■ PROBLEM TO WORK ON
Nothing should be output except the lines from the top of the material below through the line that contains "Client -> server", each exactly as written.
********
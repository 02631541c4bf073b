//! Per-connection registry entry

use bytes::Bytes;
use tokio::sync::mpsc::{self, error::TrySendError};

/// Identity of one accepted connection
///
/// Usernames are not unique, so the registry keys connections by this id.
pub type ConnectionId = u64;

/// Entry for one registered connection
#[derive(Debug)]
pub struct ClientEntry {
    /// Connection id assigned at accept
    pub id: ConnectionId,

    /// Username bound by the handshake line
    pub username: String,

    /// Outbound queue drained by the connection's writer task
    tx: mpsc::Sender<Bytes>,
}

impl ClientEntry {
    /// Create a new entry
    pub fn new(id: ConnectionId, username: impl Into<String>, tx: mpsc::Sender<Bytes>) -> Self {
        Self {
            id,
            username: username.into(),
            tx,
        }
    }

    /// Enqueue an encoded line without waiting
    ///
    /// Returns false if the line was dropped for this peer.
    pub(super) fn deliver(&self, line: Bytes) -> bool {
        match self.tx.try_send(line) {
            Ok(()) => true,
            Err(TrySendError::Full(_)) => {
                tracing::warn!(
                    session_id = self.id,
                    username = %self.username,
                    "Outbound queue full, dropping line"
                );
                false
            }
            Err(TrySendError::Closed(_)) => {
                tracing::debug!(
                    session_id = self.id,
                    username = %self.username,
                    "Outbound queue closed, dropping line"
                );
                false
            }
        }
    }
}
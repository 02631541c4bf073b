//! Wire literals and protocol defaults

/// Port the server listens on when no address is configured
pub const DEFAULT_PORT: u16 = 12345;

/// Default upper bound for a single line, terminator excluded
pub const DEFAULT_MAX_LINE_LENGTH: usize = 64 * 1024;

/// Line terminator
pub const LINE_TERMINATOR: u8 = b'\n';

// Client -> server
pub const TYPING_START: &str = "TYPING_START";
pub const TYPING_STOP: &str = "TYPING_STOP";
pub const COMMAND_PREFIX: char = '/';
pub const SYNC_PREFIX: &str = "SYNC:";
pub const ASYNC_PREFIX: &str = "ASYNC:";

// Commands
pub const CMD_MUTE: &str = "/mute";
pub const CMD_UNMUTE: &str = "/unmute";

// Server -> client
pub const ACK: &str = "ACK";
pub const SYSTEM_TAG: &str = "[SISTEMA] ";
pub const SYNC_TAG: &str = "[SYNC] ";
pub const TYPING_INFO_PREFIX: &str = "TYPING_INFO:";
pub const TYPING_STATE_START: &str = "START";
pub const TYPING_STATE_STOP: &str = "STOP";
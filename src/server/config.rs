//! Server configuration

use std::net::{Ipv4Addr, SocketAddr, SocketAddrV4};
use std::time::Duration;

use crate::protocol::constants::{DEFAULT_MAX_LINE_LENGTH, DEFAULT_PORT};

/// Server configuration options
#[derive(Debug, Clone)]
pub struct ServerConfig {
    /// Address to bind to
    pub bind_addr: SocketAddr,

    /// Maximum concurrent connections (0 = unlimited)
    pub max_connections: usize,

    /// Enable TCP_NODELAY (disable Nagle's algorithm)
    pub tcp_nodelay: bool,

    /// Longest accepted inbound line in bytes
    pub max_line_length: usize,

    /// Initial read buffer size per connection
    pub read_buffer_size: usize,

    /// How long a closing connection may spend flushing queued lines
    pub drain_timeout: Duration,
}

impl Default for ServerConfig {
    fn default() -> Self {
        Self {
            bind_addr: SocketAddr::V4(SocketAddrV4::new(Ipv4Addr::UNSPECIFIED, DEFAULT_PORT)),
            max_connections: 0, // Unlimited
            tcp_nodelay: true, // Chat lines are small and latency sensitive
            max_line_length: DEFAULT_MAX_LINE_LENGTH,
            read_buffer_size: 4 * 1024,
            drain_timeout: Duration::from_secs(5),
        }
    }
}

impl ServerConfig {
    /// Create a new config with custom bind address
    pub fn with_addr(addr: SocketAddr) -> Self {
        Self {
            bind_addr: addr,
            ..Default::default()
        }
    }

    /// Set the bind address
    pub fn bind(mut self, addr: SocketAddr) -> Self {
        self.bind_addr = addr;
        self
    }

    /// Set maximum connections
    pub fn max_connections(mut self, max: usize) -> Self {
        self.max_connections = max;
        self
    }

    /// Set maximum inbound line length
    pub fn max_line_length(mut self, max: usize) -> Self {
        self.max_line_length = max;
        self
    }

    /// Set the drain timeout for closing connections
    pub fn drain_timeout(mut self, timeout: Duration) -> Self {
        self.drain_timeout = timeout;
        self
    }
}
//! Statistics for chat sessions

use std::time::Duration;

/// Session-level statistics
#[derive(Debug, Clone, Default, PartialEq, Eq)]
pub struct SessionStats {
    /// Lines read from the client, handshake included
    pub lines_received: u64,
    /// Lines written to the client
    pub lines_sent: u64,
    /// Chat messages relayed to other clients
    pub messages_relayed: u64,
    /// Typing signals relayed to other clients
    pub typing_signals: u64,
    /// Commands received
    pub commands: u64,
    /// Sends refused because the user was muted
    pub refused_while_muted: u64,
    /// Connection duration
    pub duration: Duration,
}

impl SessionStats {
    /// Create new stats tracker
    pub fn new() -> Self {
        Self::default()
    }

    /// Relayed messages per minute over the session
    pub fn messages_per_minute(&self) -> f64 {
        let secs = self.duration.as_secs_f64();
        if secs > 0.0 {
            self.messages_relayed as f64 * 60.0 / secs
        } else {
            0.0
        }
    }
}
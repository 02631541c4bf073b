//! End-to-end chat scenarios over loopback TCP

use std::net::SocketAddr;
use std::sync::Arc;
use std::time::Duration;

use chat_relay::{ChatClient, ChatServer, ClientConfig, ServerConfig, ServerEvent, TypingState};
use tokio::net::{TcpListener, TcpStream};

async fn start_server(config: ServerConfig) -> (SocketAddr, Arc<ChatServer>) {
    let listener = TcpListener::bind("127.0.0.1:0").await.unwrap();
    let addr = listener.local_addr().unwrap();
    let server = Arc::new(ChatServer::new(config.bind(addr)));

    let serving = Arc::clone(&server);
    tokio::spawn(async move {
        let _ = serving.serve(listener).await;
    });

    (addr, server)
}

async fn connect(addr: SocketAddr, username: &str) -> ChatClient<TcpStream> {
    ChatClient::connect(&ClientConfig::new(username).server(addr))
        .await
        .unwrap()
}

async fn expect(client: &mut ChatClient<TcpStream>) -> ServerEvent {
    tokio::time::timeout(Duration::from_secs(2), client.next_event())
        .await
        .expect("timed out waiting for event")
        .unwrap()
        .expect("server closed connection")
}

async fn expect_silence(client: &mut ChatClient<TcpStream>) {
    let next = tokio::time::timeout(Duration::from_millis(150), client.next_event()).await;
    assert!(next.is_err(), "unexpected event: {:?}", next);
}

fn system(text: &str) -> ServerEvent {
    ServerEvent::System(text.to_string())
}

async fn wait_for_connections(server: &ChatServer, count: usize) {
    for _ in 0..200 {
        if server.registry().connection_count().await == count {
            return;
        }
        tokio::time::sleep(Duration::from_millis(10)).await;
    }
    panic!("server never reached {} connections", count);
}

#[tokio::test]
async fn test_leader_mute_scenario() {
    let (addr, server) = start_server(ServerConfig::default()).await;

    let mut a = connect(addr, "A").await;
    assert_eq!(expect(&mut a).await, system("A é o novo líder."));

    let mut b = connect(addr, "B").await;
    assert_eq!(expect(&mut a).await, system("B entrou no chat."));
    expect_silence(&mut b).await;

    a.mute("B").await.unwrap();
    assert_eq!(expect(&mut a).await, system("Usuário B foi mutado pelo líder."));
    assert_eq!(expect(&mut b).await, system("Usuário B foi mutado pelo líder."));

    b.send("hello").await.unwrap();
    assert_eq!(
        expect(&mut b).await,
        system("Você está mutado e não pode enviar mensagens.")
    );
    expect_silence(&mut a).await;

    b.mute("A").await.unwrap();
    assert_eq!(
        expect(&mut b).await,
        system("Apenas o líder pode executar comandos.")
    );
    expect_silence(&mut a).await;
    assert!(!server.registry().is_muted("A").await);
    assert!(server.registry().is_muted("B").await);

    a.unmute("B").await.unwrap();
    assert_eq!(expect(&mut a).await, system("Usuário B foi desmutado pelo líder."));
    assert_eq!(expect(&mut b).await, system("Usuário B foi desmutado pelo líder."));

    // Unmuting again is silent
    a.unmute("B").await.unwrap();
    expect_silence(&mut a).await;
    expect_silence(&mut b).await;
}

#[tokio::test]
async fn test_sync_ack_only_to_sender() {
    let (addr, _server) = start_server(ServerConfig::default()).await;

    let mut a = connect(addr, "A").await;
    expect(&mut a).await;
    let mut b = connect(addr, "B").await;
    expect(&mut a).await;

    let interleaved = b.send_sync_and_wait("ola").await.unwrap();
    assert!(interleaved.is_empty());

    assert_eq!(
        expect(&mut a).await,
        ServerEvent::Sync {
            username: "B".into(),
            text: "ola".into()
        }
    );
    expect_silence(&mut a).await;
    expect_silence(&mut b).await;
}

#[tokio::test]
async fn test_typing_scenario() {
    let (addr, _server) = start_server(ServerConfig::default()).await;

    let mut a = connect(addr, "A").await;
    expect(&mut a).await;
    let mut b = connect(addr, "B").await;
    expect(&mut a).await;

    a.typing_started().await.unwrap();
    assert_eq!(
        expect(&mut b).await,
        ServerEvent::Typing {
            username: "A".into(),
            state: TypingState::Start
        }
    );
    assert!(b.typing().is_typing("A"));

    a.typing_stopped().await.unwrap();
    assert_eq!(
        expect(&mut b).await,
        ServerEvent::Typing {
            username: "A".into(),
            state: TypingState::Stop
        }
    );
    assert!(!b.typing().is_typing("A"));
    expect_silence(&mut a).await;
}

#[tokio::test]
async fn test_leader_departure_leaves_room_leaderless() {
    let (addr, server) = start_server(ServerConfig::default()).await;

    let mut a = connect(addr, "A").await;
    expect(&mut a).await;
    let mut b = connect(addr, "B").await;
    expect(&mut a).await;

    a.close().await.unwrap();
    assert_eq!(expect(&mut b).await, system("A saiu do chat."));
    wait_for_connections(&server, 1).await;
    assert_eq!(server.registry().current_leader().await, None);

    b.mute("A").await.unwrap();
    assert_eq!(
        expect(&mut b).await,
        system("Apenas o líder pode executar comandos.")
    );

    // The next registrant is the first since the room became leaderless
    let mut c = connect(addr, "C").await;
    assert_eq!(expect(&mut c).await, system("C é o novo líder."));
    assert_eq!(expect(&mut b).await, system("C é o novo líder."));
    assert_eq!(expect(&mut b).await, system("C entrou no chat."));
}

#[tokio::test]
async fn test_per_sender_order_preserved() {
    let (addr, _server) = start_server(ServerConfig::default()).await;

    let mut a = connect(addr, "A").await;
    expect(&mut a).await;
    let mut b = connect(addr, "B").await;
    expect(&mut a).await;

    for i in 0..50 {
        b.send(&format!("msg {}", i)).await.unwrap();
    }

    for i in 0..50 {
        assert_eq!(
            expect(&mut a).await,
            ServerEvent::Async {
                username: "B".into(),
                text: format!("msg {}", i)
            }
        );
    }
}

#[tokio::test]
async fn test_connection_limit() {
    let (addr, server) = start_server(ServerConfig::default().max_connections(1)).await;

    let mut a = connect(addr, "A").await;
    expect(&mut a).await;

    let mut b = connect(addr, "B").await;
    let next = tokio::time::timeout(Duration::from_secs(2), b.next_event())
        .await
        .expect("rejected connection was not closed");
    assert!(!matches!(next, Ok(Some(_))), "unexpected event: {:?}", next);

    assert_eq!(server.registry().connection_count().await, 1);
    expect_silence(&mut a).await;
}
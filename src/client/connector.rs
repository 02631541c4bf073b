//! Chat client connection
//!
//! Wraps one stream to the server. In sync mode the client withholds further
//! messages until the server's `ACK` arrives; the server itself does not
//! police this.

use tokio::io::{AsyncRead, AsyncWrite, AsyncWriteExt, ReadHalf, WriteHalf};
use tokio::net::TcpStream;

use crate::error::{Error, ProtocolError, Result};
use crate::protocol::codec::{write_line, LineCodec, LineReader};
use crate::protocol::constants::{CMD_MUTE, CMD_UNMUTE, COMMAND_PREFIX};
use crate::protocol::message::{MessageMode, TypingState};

use super::config::ClientConfig;
use super::event::ServerEvent;
use super::typing::TypingRoster;

/// Connected chat client
///
/// # Example
/// ```no_run
/// use chat_relay::{ChatClient, ClientConfig, MessageMode};
///
/// # async fn example() -> chat_relay::Result<()> {
/// let config = ClientConfig::new("ana").mode(MessageMode::Sync);
/// let mut client = ChatClient::connect(&config).await?;
///
/// // Lines relayed from others may arrive before the ACK
/// let interleaved = client.send_sync_and_wait("hello").await?;
/// println!("{} events before ACK", interleaved.len());
/// # Ok(())
/// # }
/// ```
pub struct ChatClient<S = TcpStream> {
    username: String,
    mode: MessageMode,
    reader: LineReader<ReadHalf<S>>,
    writer: WriteHalf<S>,
    awaiting_ack: bool,
    typing: TypingRoster,
}

impl ChatClient<TcpStream> {
    /// Connect to the server and send the username
    pub async fn connect(config: &ClientConfig) -> Result<Self> {
        let stream = TcpStream::connect(config.server_addr).await?;
        if config.tcp_nodelay {
            stream.set_nodelay(true)?;
        }

        tracing::debug!(
            server = %config.server_addr,
            username = %config.username,
            "Connected to chat server"
        );

        Self::handshake(stream, config).await
    }
}

impl<S: AsyncRead + AsyncWrite> ChatClient<S> {
    /// Send the username over an established stream
    pub async fn handshake(stream: S, config: &ClientConfig) -> Result<Self> {
        let (read_half, mut write_half) = tokio::io::split(stream);
        write_line(&mut write_half, &config.username).await?;

        let codec = LineCodec::with_max_length(config.max_line_length);

        Ok(Self {
            username: config.username.clone(),
            mode: config.mode,
            reader: LineReader::new(read_half, codec, 4096),
            writer: write_half,
            awaiting_ack: false,
            typing: TypingRoster::new(),
        })
    }

    pub fn username(&self) -> &str {
        &self.username
    }

    pub fn mode(&self) -> MessageMode {
        self.mode
    }

    /// Whether a sync message is still waiting for its ACK
    pub fn is_awaiting_ack(&self) -> bool {
        self.awaiting_ack
    }

    /// Remote users currently typing
    pub fn typing(&self) -> &TypingRoster {
        &self.typing
    }

    /// Send user input
    ///
    /// Input is trimmed and empty input ignored. Lines starting with `/` are
    /// sent as commands, anything else as a message in the configured mode.
    pub async fn send(&mut self, input: &str) -> Result<()> {
        let input = input.trim();
        if input.is_empty() {
            return Ok(());
        }

        if input.starts_with(COMMAND_PREFIX) {
            self.ensure_not_awaiting_ack()?;
            write_line(&mut self.writer, input).await?;
            return Ok(());
        }

        self.send_message(self.mode, input).await
    }

    /// Send a chat message in an explicit mode
    pub async fn send_message(&mut self, mode: MessageMode, text: &str) -> Result<()> {
        self.ensure_not_awaiting_ack()?;

        write_line(&mut self.writer, &format!("{}{}", mode.prefix(), text)).await?;
        if mode == MessageMode::Sync {
            self.awaiting_ack = true;
        }
        Ok(())
    }

    /// Send a sync message and read until its ACK
    ///
    /// Returns the events that arrived before the ACK.
    pub async fn send_sync_and_wait(&mut self, text: &str) -> Result<Vec<ServerEvent>> {
        self.send_message(MessageMode::Sync, text).await?;

        let mut interleaved = Vec::new();
        loop {
            match self.next_event().await? {
                Some(ServerEvent::Ack) => return Ok(interleaved),
                Some(event) => interleaved.push(event),
                None => return Err(Error::ConnectionClosed),
            }
        }
    }

    /// Ask the server to mute `username` (leader only)
    pub async fn mute(&mut self, username: &str) -> Result<()> {
        self.send_command(CMD_MUTE, username).await
    }

    /// Ask the server to unmute `username` (leader only)
    pub async fn unmute(&mut self, username: &str) -> Result<()> {
        self.send_command(CMD_UNMUTE, username).await
    }

    async fn send_command(&mut self, name: &str, arg: &str) -> Result<()> {
        self.ensure_not_awaiting_ack()?;
        write_line(&mut self.writer, &format!("{} {}", name, arg)).await?;
        Ok(())
    }

    /// Signal that the local user started typing
    pub async fn typing_started(&mut self) -> Result<()> {
        self.send_typing(TypingState::Start).await
    }

    /// Signal that the local user stopped typing
    pub async fn typing_stopped(&mut self) -> Result<()> {
        self.send_typing(TypingState::Stop).await
    }

    async fn send_typing(&mut self, state: TypingState) -> Result<()> {
        write_line(&mut self.writer, state.signal()).await?;
        Ok(())
    }

    /// Read the next event from the server
    ///
    /// Returns `Ok(None)` when the server closes the connection.
    pub async fn next_event(&mut self) -> Result<Option<ServerEvent>> {
        let Some(line) = self.reader.next_line().await? else {
            return Ok(None);
        };

        let event = ServerEvent::parse(&line);
        match &event {
            ServerEvent::Ack => self.awaiting_ack = false,
            ServerEvent::Typing { username, state } => self.typing.apply(username, *state),
            _ => {}
        }

        Ok(Some(event))
    }

    /// Close the sending side
    pub async fn close(mut self) -> Result<()> {
        self.writer.shutdown().await?;
        Ok(())
    }

    fn ensure_not_awaiting_ack(&self) -> Result<()> {
        if self.awaiting_ack {
            return Err(ProtocolError::AckPending.into());
        }
        Ok(())
    }
}

#[cfg(test)]
mod tests {
    use tokio_test::io::Builder;

    use super::*;

    #[tokio::test]
    async fn test_handshake_sends_username() {
        let stream = Builder::new().write(b"ana\n").build();
        let client = ChatClient::handshake(stream, &ClientConfig::new("ana"))
            .await
            .unwrap();

        assert_eq!(client.username(), "ana");
        assert!(!client.is_awaiting_ack());
    }

    #[tokio::test]
    async fn test_sync_send_waits_for_ack() {
        let stream = Builder::new()
            .write(b"ana\n")
            .write(b"SYNC:oi\n")
            .read(b"bia: hey\nTYPING_INFO:bia:START\nACK\n")
            .build();
        let config = ClientConfig::new("ana").mode(MessageMode::Sync);
        let mut client = ChatClient::handshake(stream, &config).await.unwrap();

        let interleaved = client.send_sync_and_wait("oi").await.unwrap();

        assert_eq!(
            interleaved[0],
            ServerEvent::Async {
                username: "bia".into(),
                text: "hey".into()
            }
        );
        assert_eq!(interleaved.len(), 2);
        assert!(client.typing().is_typing("bia"));
        assert!(!client.is_awaiting_ack());
    }

    #[tokio::test]
    async fn test_second_sync_send_refused_until_ack() {
        let stream = Builder::new()
            .write(b"ana\n")
            .write(b"SYNC:one\n")
            .read(b"ACK\n")
            .write(b"SYNC:two\n")
            .build();
        let config = ClientConfig::new("ana").mode(MessageMode::Sync);
        let mut client = ChatClient::handshake(stream, &config).await.unwrap();

        client.send("  one ").await.unwrap();
        assert!(client.is_awaiting_ack());

        let result = client.send("two").await;
        assert!(matches!(
            result,
            Err(Error::Protocol(ProtocolError::AckPending))
        ));

        assert_eq!(client.next_event().await.unwrap(), Some(ServerEvent::Ack));
        client.send("two").await.unwrap();
    }

    #[tokio::test]
    async fn test_commands_and_typing_sent_raw() {
        let stream = Builder::new()
            .write(b"ana\n")
            .write(b"/mute bia\n")
            .write(b"/unmute bia\n")
            .write(b"TYPING_START\n")
            .write(b"ASYNC:oi\n")
            .write(b"TYPING_STOP\n")
            .build();
        let mut client = ChatClient::handshake(stream, &ClientConfig::new("ana"))
            .await
            .unwrap();

        client.send("/mute bia").await.unwrap();
        client.unmute("bia").await.unwrap();
        client.typing_started().await.unwrap();
        client.send("oi").await.unwrap();
        client.send("   ").await.unwrap();
        client.typing_stopped().await.unwrap();

        assert!(!client.is_awaiting_ack());
    }

    #[tokio::test]
    async fn test_server_close_while_waiting() {
        let stream = Builder::new()
            .write(b"ana\n")
            .write(b"SYNC:oi\n")
            .read(b"[SISTEMA] bia saiu do chat.\n")
            .build();
        let mut client = ChatClient::handshake(stream, &ClientConfig::new("ana"))
            .await
            .unwrap();

        let result = client.send_sync_and_wait("oi").await;
        assert!(matches!(result, Err(Error::ConnectionClosed)));
    }
}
********
■ EXERCISE SOLUTION
repository 02631541c4bf073b
//! Per-connection registry entry

use bytes::Bytes;
use tokio::sync::mpsc::{self, error::TrySendError};

/// Identity of one accepted connection
///
/// Usernames are not unique, so the registry keys connections by this id.
pub type ConnectionId = u64;

/// Entry for one registered connection
#[derive(Debug)]
pub struct ClientEntry {
    /// Connection id assigned at accept
    pub id: ConnectionId,

    /// Username bound by the handshake line
    pub username: String,

    /// Outbound queue drained by the connection's writer task
    tx: mpsc::Sender<Bytes>,
}

impl ClientEntry {
    /// Create a new entry
    pub fn new(id: ConnectionId, username: impl Into<String>, tx: mpsc::Sender<Bytes>) -> Self {
        Self {
            id,
            username: username.into(),
            tx,
        }
    }

    /// Enqueue an encoded line without waiting
    ///
    /// Returns false if the line was dropped for this peer.
    pub(super) fn deliver(&self, line: Bytes) -> bool {
        match self.tx.try_send(line) {
            Ok(()) => true,
            Err(TrySendError::Full(_)) => {
                tracing::warn!(
                    session_id = self.id,
                    username = %self.username,
                    "Outbound queue full, dropping line"
                );
                false
            }
            Err(TrySendError::Closed(_)) => {
                tracing::debug!(
                    session_id = self.id,
                    username = %self.username,
                    "Outbound queue closed, dropping line"
                );
                false
            }
        }
    }
}
repository 02631541c4bf073b
//! Wire literals and protocol defaults

/// Port the server listens on when no address is configured
pub const DEFAULT_PORT: u16 = 12345;

/// Default upper bound for a single line, terminator excluded
pub const DEFAULT_MAX_LINE_LENGTH: usize = 64 * 1024;

/// Line terminator
pub const LINE_TERMINATOR: u8 = b'\n';

// Client -> server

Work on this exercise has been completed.